Andy advised when tackling the misconceptions or myths about negative impacts of local cycling infrastructure changes or schemes it is important to have statistical analysis, images and evidence and be able to monitor and benchmark behaviour changes with a baseline. It is more helpful to call schemes ‘healthy streets’ without such an emphasis on cycling and more on the overall positive environmental impact of the change to the community. Andy kindly shared the TfL document, 'A Better Southwark' with us and it is available to download here.
After lunch Dr Robert Davies, Chair of the Road Danger Reduction Forum, gave a talk about close passing policing and the policing we need. Close passing policing was introduced by the West Midlands Police in 2016 who are and award winning Police Force for their education of motorists about the safe width for overtaking clearance of 1.5m. This is helping to educate and inform a cultural change about the need to consider cyclists as road users. He explained there is a need to challenge the background assumptions of a car-centric culture i.e. driving is seen as normal and cyclists as a problem or hazardous.

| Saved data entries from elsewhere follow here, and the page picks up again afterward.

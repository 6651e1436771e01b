use kaleido_compiler::compile_to_ir;
use kaleido_compiler::ir::{verify, Function, Inst, InstKind, Module, Operand, Terminator};

fn text_of(module: &Module) -> String {
    module.to_lines().join("\n")
}

// ── Scenario-level structure ─────────────────────────────────────────────

#[test]
fn function_body_reads_parameter_slot() {
    let module = compile_to_ir("def f(x) x + 1;").unwrap();
    let func = module.get_function("f").expect("f should be defined");
    assert_eq!(func.params, vec!["x"]);
    assert!(!func.is_declaration());

    let text = text_of(&module);
    assert!(text.contains("define double @f(double %x)"));
    assert!(text.contains("%x1 = alloca double"));
    assert!(text.contains("store double %x, ptr %x1"));
    assert!(text.contains("load double, ptr %x1"));
    assert!(text.contains("fadd double"));
    assert!(text.contains("ret double"));
}

#[test]
fn top_level_expression_becomes_anonymous_function() {
    let module = compile_to_ir("1 + 2 * 3;").unwrap();
    let func = module
        .get_function("__anon_expr0")
        .expect("the expression should be wrapped into __anon_expr0");
    assert_eq!(func.arity(), 0);

    let text = text_of(&module);
    assert!(text.contains("%0 = fmul double 2.0, 3.0"));
    assert!(text.contains("%1 = fadd double 1.0, %0"));
    assert!(text.contains("ret double %1"));
}

#[test]
fn anonymous_names_are_sequential_within_a_run() {
    let module = compile_to_ir("1; 2;").unwrap();
    assert!(module.get_function("__anon_expr0").is_some());
    assert!(module.get_function("__anon_expr1").is_some());
}

#[test]
fn if_lowers_to_branches_and_phi() {
    let module = compile_to_ir("def cmp(a b) if a < b then 1 else 0;").unwrap();
    let func = module.get_function("cmp").unwrap();

    let labels: Vec<&str> = func.blocks().map(|b| b.label.as_str()).collect();
    assert_eq!(labels, ["entry", "then", "else", "ifexit"]);

    let merge = func.blocks().find(|b| b.label == "ifexit").unwrap();
    let phi = merge
        .insts
        .iter()
        .find_map(|inst| match &inst.kind {
            InstKind::Phi { incoming } => Some(incoming),
            _ => None,
        })
        .expect("merge block should hold the phi");
    assert_eq!(phi.len(), 2);

    let text = text_of(&module);
    assert!(text.contains("fcmp olt double"));
    assert!(text.contains("uitofp i1"));
    assert!(text.contains("phi double [ 1.0, %then ], [ 0.0, %else ]"));
}

#[test]
fn loop_keeps_its_value_in_a_slot() {
    let source = "def sumto(n) var s = 0 in (for i = 1, i <= n, i = i + 1 in s = s + i);";
    let module = compile_to_ir(source).unwrap();
    let func = module.get_function("sumto").unwrap();

    let labels: Vec<&str> = func.blocks().map(|b| b.label.as_str()).collect();
    assert_eq!(labels, ["entry", "header", "body", "exitBlock"]);

    let entry = func.block(func.entry().unwrap());
    let slots: Vec<&str> = entry
        .insts
        .iter()
        .filter_map(|inst| match &inst.kind {
            InstKind::Alloca { name } => Some(name.as_str()),
            _ => None,
        })
        .collect();
    assert_eq!(slots.len(), 4, "slots for n, s, i and the loop value");
    for name in ["n", "s", "i", "exitValuePtr"] {
        assert!(slots.contains(&name), "missing slot {name}");
    }

    // User variables flow through memory, not phis.
    let phi_count = func
        .blocks()
        .flat_map(|b| b.insts.iter())
        .filter(|inst| matches!(inst.kind, InstKind::Phi { .. }))
        .count();
    assert_eq!(phi_count, 0);

    let text = text_of(&module);
    assert!(text.contains("fcmp ole double"));
    assert!(text.contains("store double 0.0, ptr %exitValuePtr"));
    assert!(text.contains("load double, ptr %exitValuePtr"));
}

#[test]
fn extern_prototype_prints_as_declaration() {
    let module = compile_to_ir("extern sin(x); def g(a) sin(a);").unwrap();
    let sin = module.get_function("sin").unwrap();
    assert!(sin.is_declaration());

    let text = text_of(&module);
    assert!(text.contains("declare double @sin(double %x)"));
    assert!(text.contains("call double @sin(double"));
}

// ── Quantified properties ────────────────────────────────────────────────

#[test]
fn lowering_is_deterministic() {
    let source = "def f(a b) if a < b then a else b; f(1, 2); 3 * 4;";
    let first = compile_to_ir(source).unwrap().to_lines();
    let second = compile_to_ir(source).unwrap().to_lines();
    assert_eq!(first, second);
}

#[test]
fn comparisons_normalise_to_double() {
    let module = compile_to_ir("def lt(a b) a < b;").unwrap();
    let text = text_of(&module);
    assert!(text.contains("fcmp olt double"));
    assert!(text.contains("uitofp i1"));
    // The normalised value, not the raw i1, is returned.
    let func = module.get_function("lt").unwrap();
    let entry = func.block(func.entry().unwrap());
    match entry.terminator.as_ref().unwrap() {
        Terminator::Ret(Operand::Value(id)) => {
            let ret_inst = entry
                .insts
                .iter()
                .find(|inst| inst.result == Some(*id))
                .unwrap();
            assert!(matches!(ret_inst.kind, InstKind::UiToFp { .. }));
        }
        other => panic!("unexpected terminator: {:?}", other),
    }
}

#[test]
fn allocas_stay_in_the_entry_block_before_stores() {
    let source = "def f(n) var s = 0 in (for i = 1, i <= n, i = i + 1 in \
                  var t = s + i in s = t);";
    let module = compile_to_ir(source).unwrap();
    for func in &module.functions {
        let entry = match func.entry() {
            Some(entry) => entry,
            None => continue,
        };
        for block in func.blocks() {
            let mut seen_store = false;
            for inst in &block.insts {
                match inst.kind {
                    InstKind::Alloca { .. } => {
                        assert_eq!(block.id, entry, "alloca outside the entry block");
                        assert!(!seen_store, "alloca after a store");
                    }
                    InstKind::Store { .. } => seen_store = true,
                    _ => {}
                }
            }
        }
    }
}

#[test]
fn scope_does_not_leak_across_functions() {
    let result = compile_to_ir("def f(x) x; def g() x;");
    assert!(result.is_err(), "x must not be visible inside g");
}

// ── Verifier ─────────────────────────────────────────────────────────────

#[test]
fn verifier_accepts_declarations() {
    let func = Function::new("ext", vec!["a".to_string()]);
    assert!(verify::verify_function(&func).is_ok());
}

#[test]
fn verifier_rejects_unterminated_block() {
    let mut func = Function::new("broken", Vec::new());
    let entry = func.create_block("entry");
    func.append_block(entry);
    let err = verify::verify_function(&func).unwrap_err();
    assert!(err.contains("no terminator"), "got: {err}");
}

#[test]
fn verifier_rejects_alloca_outside_entry() {
    let mut func = Function::new("broken", Vec::new());
    let entry = func.create_block("entry");
    func.append_block(entry);
    let other = func.create_block("other");
    func.append_block(other);

    func.block_mut(entry).terminator = Some(Terminator::Br(other));
    let slot = func.fresh_value();
    func.block_mut(other).insts.push(Inst {
        result: Some(slot),
        kind: InstKind::Alloca {
            name: "x".to_string(),
        },
    });
    func.block_mut(other).terminator = Some(Terminator::Ret(Operand::Const(0.0)));

    let err = verify::verify_function(&func).unwrap_err();
    assert!(err.contains("alloca outside"), "got: {err}");
}

#[test]
fn verifier_rejects_branch_to_detached_block() {
    let mut func = Function::new("broken", Vec::new());
    let entry = func.create_block("entry");
    func.append_block(entry);
    let dangling = func.create_block("dangling");
    func.block_mut(entry).terminator = Some(Terminator::Br(dangling));

    let err = verify::verify_function(&func).unwrap_err();
    assert!(err.contains("detached"), "got: {err}");
}

#[test]
fn verifier_rejects_undefined_value_use() {
    let mut func = Function::new("broken", Vec::new());
    let entry = func.create_block("entry");
    func.append_block(entry);
    let ghost = func.fresh_value();
    func.block_mut(entry).terminator = Some(Terminator::Ret(Operand::Value(ghost)));

    let err = verify::verify_function(&func).unwrap_err();
    assert!(err.contains("undefined value"), "got: {err}");
}
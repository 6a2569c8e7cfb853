//! Testing utilities and harness for the character browser

pub mod executor;
pub mod fixtures;
pub mod rule;
pub mod transport;

pub use executor::ManualExecutor;
pub use fixtures::*;
pub use rule::ListTestRule;
pub use transport::{ScriptedResponse, ScriptedTransport};
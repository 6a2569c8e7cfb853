#![doc = r"Paginated character list view for the character browser."]

pub mod list_view;
pub mod pagination;
pub mod query_state;
pub mod screen;
pub mod text;

pub use list_view::{CharacterListView, ListViewOptions};
pub use pagination::PaginationControls;
pub use query_state::{QueryState, RenderState};
pub use screen::{CharacterRow, Screen};
pub use text::{pagination_bar, render_text};

#[cfg(test)]
#[path = "tests/pagination_tests.rs"]
mod pagination_tests;

#[cfg(test)]
#[path = "tests/query_state_tests.rs"]
mod query_state_tests;

#[cfg(test)]
#[path = "tests/text_tests.rs"]
mod text_tests;
//! Error types for query execution.

use serde::{Deserialize, Serialize};
use thiserror::Error;

/// Network failure details captured from the HTTP client.
#[derive(Debug, Clone, PartialEq, Eq, Serialize, Deserialize)]
pub struct HttpErrorInfo {
    /// Error message.
    pub message: String,
    /// Whether the error was a timeout.
    pub is_timeout: bool,
    /// Whether the error was a connection failure.
    pub is_connect: bool,
}

impl From<reqwest::Error> for HttpErrorInfo {
    fn from(err: reqwest::Error) -> Self {
        Self {
            message: err.to_string(),
            is_timeout: err.is_timeout(),
            is_connect: err.is_connect(),
        }
    }
}

/// GraphQL error location.
#[derive(Debug, Clone, PartialEq, Eq, Serialize, Deserialize)]
pub struct GraphqlErrorLocation {
    pub line: u32,
    pub column: u32,
}

/// Error entry from a GraphQL response body.
#[derive(Debug, Clone, PartialEq, Serialize, Deserialize)]
pub struct GraphqlError {
    /// Human-readable error message.
    pub message: String,
    #[serde(default)]
    pub locations: Vec<GraphqlErrorLocation>,
    #[serde(default, skip_serializing_if = "Option::is_none")]
    pub extensions: Option<serde_json::Value>,
}

impl GraphqlError {
    pub fn new(message: impl Into<String>) -> Self {
        Self {
            message: message.into(),
            locations: Vec::new(),
            extensions: None,
        }
    }
}

/// Failure of a single query execution.
///
/// The `Display` text is what the list view shows to the user.
#[derive(Debug, Clone, PartialEq, Error)]
pub enum QueryError {
    /// Network-level failure.
    #[error("Network error: {}", .0.message)]
    Http(HttpErrorInfo),

    /// Non-success HTTP status.
    #[error("HTTP status {status}: {body}")]
    HttpStatus { status: u16, body: String },

    /// Response body was not valid JSON for the expected shape.
    #[error("Malformed response: {0}")]
    Json(String),

    /// GraphQL errors reported by the server.
    #[error("{}", join_messages(.errors))]
    Graphql { errors: Vec<GraphqlError> },

    /// Response violated the GraphQL response contract.
    #[error("GraphQL protocol error: {message}")]
    Protocol { message: String },
}

impl From<reqwest::Error> for QueryError {
    fn from(err: reqwest::Error) -> Self {
        Self::Http(HttpErrorInfo::from(err))
    }
}

impl From<serde_json::Error> for QueryError {
    fn from(err: serde_json::Error) -> Self {
        Self::Json(err.to_string())
    }
}

impl QueryError {
    /// Shorthand for a single GraphQL error message.
    pub fn graphql(message: impl Into<String>) -> Self {
        Self::Graphql {
            errors: vec![GraphqlError::new(message)],
        }
    }

    /// Returns `true` for transport failures, as opposed to server-reported errors.
    pub fn is_network(&self) -> bool {
        matches!(self, Self::Http(_) | Self::HttpStatus { .. })
    }
}

fn join_messages(errors: &[GraphqlError]) -> String {
    if errors.is_empty() {
        return "GraphQL error".to_string();
    }
    errors
        .iter()
        .map(|err| err.message.as_str())
        .collect::<Vec<_>>()
        .join("; ")
}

 Dr Robin Lovelace from the School of Geography, University of Leeds, demonstrated the Propensity to Cycle Tool (see, a nationally scalable interactive online mapping application (Lovelace et al. 2016). This tool models sustainable transport uptake and visualizing transport futures.
Xavier Brice from Sustrans showed us, with his presentation, the positive impact of community engagement, individual behaviour change and changing the built environment to the benefit of local communities with sustainable travel initiatives. By working in partnership with the community and empowering individuals to have an influence in local infrastructure issues, it can create higher cycling and walking, improve safety,  reduce traffic and enhance the local environment.  

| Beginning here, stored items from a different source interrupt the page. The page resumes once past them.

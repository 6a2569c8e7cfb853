//! Terminal host for the paginated character list.

pub mod browser;
pub mod options;
pub mod persistence;
pub mod terminal;

use std::io::{self, Write};
use std::sync::mpsc;
use std::time::Duration;

use anyhow::Context;
use charpage_ui::{render_text, Screen};

pub use browser::{Browser, Flow};
pub use options::{AppOptions, OptionsError};
pub use persistence::{PagePersistence, PersistenceError};
pub use terminal::Command;

const POLL_INTERVAL: Duration = Duration::from_millis(250);

/// Run the browser until the user quits or stdin closes.
pub fn run(options: AppOptions) -> anyhow::Result<()> {
    let mut browser = Browser::from_options(&options)?;
    let handle = browser.runtime_handle();

    let (commands_tx, commands) = mpsc::channel();
    terminal::spawn_stdin_reader(commands_tx, handle.dispatcher())
        .context("starting stdin reader")?;

    let mut out = io::stdout().lock();
    print_screen(&mut out, &browser.render()?)?;

    loop {
        handle.wait_for_work(POLL_INTERVAL);
        handle.drain_ui();

        for command in commands.try_iter() {
            if browser.handle(command) == Flow::Quit {
                log::info!("leaving on page {}", browser.page_state().get());
                return Ok(());
            }
        }

        if let Some(screen) = browser.refresh()? {
            print_screen(&mut out, &screen)?;
        }
    }
}

fn print_screen(out: &mut impl Write, screen: &Screen) -> io::Result<()> {
    writeln!(out)?;
    out.write_all(render_text(screen).as_bytes())?;
    writeln!(out, "{}", terminal::HELP)?;
    out.flush()
}
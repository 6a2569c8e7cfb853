//! Pagination bar derivation.

use charpage_core::PageNumber;
use charpage_query::PageInfo;

/// Enabled state and targets of the Previous/Next controls.
///
/// Previous jumps to the server-reported `prev` page while Next advances the
/// local page by one; the two are intentionally not symmetric.
#[derive(Debug, Clone, Copy, PartialEq, Eq)]
pub struct PaginationControls {
    pub current_page: PageNumber,
    pub max_pages: PageNumber,
    pub has_prev: bool,
    pub has_next: bool,
    prev: Option<PageNumber>,
}

impl PaginationControls {
    pub fn derive(current_page: PageNumber, info: &PageInfo, max_pages: PageNumber) -> Self {
        Self {
            current_page,
            max_pages,
            has_prev: info.prev.is_some(),
            has_next: info.next.is_some() && current_page < max_pages,
            prev: info.prev,
        }
    }

    /// Page the Previous control moves to, when enabled.
    pub fn previous_target(&self) -> Option<PageNumber> {
        if self.has_prev {
            self.prev
        } else {
            None
        }
    }

    /// Page the Next control moves to, when enabled.
    pub fn next_target(&self) -> Option<PageNumber> {
        if self.has_next {
            self.current_page.checked_add(1)
        } else {
            None
        }
    }

    pub fn label(&self) -> String {
        format!("{} / {}", self.current_page, self.max_pages)
    }
}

Last to speak was Dr Steve Melia from the University of West England. Steve is a Senior Lecturer in Transport and Planning. His talk was about creating an environment which encourages cycling, redesigning roads, streets and communities. He felt the key principles of infrastructure in successful cycling cities (and countries) were: Effective three way segregation on main roads with priority for cyclists over side roads. Filtered permeability. Joined up continuous networks. Consistent design standards, continuous improvement replacing ineffective compromises.
As you can see from the abundance of information provided during the day, there was much discussion and sharing of information. Amy and I left having found the day fascinating and came away full of ideas, interesting material and statistics that we hope we can put into good use with Dulwich and Herne Hill Safe Routes to School initiatives.

Image used with permission. Transport for London, Healthy Streets for London (2017)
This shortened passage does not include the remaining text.